### Stored data

* * *

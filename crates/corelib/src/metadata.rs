//! Already-decoded system table rows.
//!
//! Topology refresh reads `system.local` / `system.peers` and hands each row
//! to [`Host::set`](crate::host::Host::set). Decoding happens elsewhere; the
//! core only needs named field access through [`Row`].

use crate::address::Address;
use crate::error::{Error, Result};
use std::collections::HashMap;
use std::fmt;

/// A decoded column value.
#[derive(Clone, Debug, PartialEq)]
pub enum Value {
    Null,
    Text(String),
    Int(i64),
    Uuid(u128),
    /// Raw inet bytes (4 or 16 long when well-formed).
    Inet(Vec<u8>),
    List(Vec<Value>),
    Set(Vec<Value>),
}

impl Value {
    pub fn is_null(&self) -> bool {
        matches!(self, Value::Null)
    }

    pub fn is_collection(&self) -> bool {
        matches!(self, Value::List(_) | Value::Set(_))
    }

    /// Elements of a collection value; `None` for scalars.
    pub fn iter(&self) -> Option<impl Iterator<Item = &Value>> {
        match self {
            Value::List(items) | Value::Set(items) => Some(items.iter()),
            _ => None,
        }
    }

    /// Decode an inet value, attaching `port`.
    pub fn as_inet(&self, port: u16) -> Result<Address> {
        match self {
            Value::Inet(bytes) => Address::from_inet_bytes(bytes, port),
            _ => Err(Error::UnexpectedType { expected: "inet" }),
        }
    }
}

impl fmt::Display for Value {
    fn fmt(&self, f: &mut fmt::Formatter<'_>) -> fmt::Result {
        match self {
            Value::Null => Ok(()),
            Value::Text(s) => f.write_str(s),
            Value::Int(i) => write!(f, "{i}"),
            Value::Uuid(u) => write!(f, "{u:032x}"),
            Value::Inet(bytes) => match Address::from_inet_bytes(bytes, 0) {
                Ok(addr) => write!(f, "{}", addr.ip()),
                Err(_) => write!(f, "{bytes:?}"),
            },
            Value::List(items) | Value::Set(items) => {
                f.write_str("[")?;
                for (i, item) in items.iter().enumerate() {
                    if i > 0 {
                        f.write_str(", ")?;
                    }
                    write!(f, "{item}")?;
                }
                f.write_str("]")
            }
        }
    }
}

/// Named access to the columns of one row.
pub trait Row {
    fn get_by_name(&self, name: &str) -> Option<&Value>;

    /// String form of a non-null column.
    fn get_string_by_name(&self, name: &str) -> Option<String> {
        self.get_by_name(name)
            .filter(|v| !v.is_null())
            .map(Value::to_string)
    }
}

/// In-memory row, handy for tests and tooling.
#[derive(Clone, Debug, Default)]
pub struct MapRow {
    columns: HashMap<String, Value>,
}

impl MapRow {
    pub fn new() -> Self {
        Self::default()
    }

    pub fn with(mut self, name: impl Into<String>, value: Value) -> Self {
        self.columns.insert(name.into(), value);
        self
    }

    pub fn with_text(self, name: impl Into<String>, text: impl Into<String>) -> Self {
        self.with(name, Value::Text(text.into()))
    }
}

impl Row for MapRow {
    fn get_by_name(&self, name: &str) -> Option<&Value> {
        self.columns.get(name)
    }
}
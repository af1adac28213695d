//! CLI entry point for hostctl.

use clap::Parser;
use hostctl::CliConfig;

fn main() -> anyhow::Result<()> {
    let config = CliConfig::parse();
    config.run()
}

* * *

### WHAT THE EXERCISE ASKS
Search the data for the word "system" and copy each line where it appears.

### SOLVED PROBLEM
//! Already-decoded system table rows.
//! Topology refresh reads `system.local` / `system.peers` and hands each row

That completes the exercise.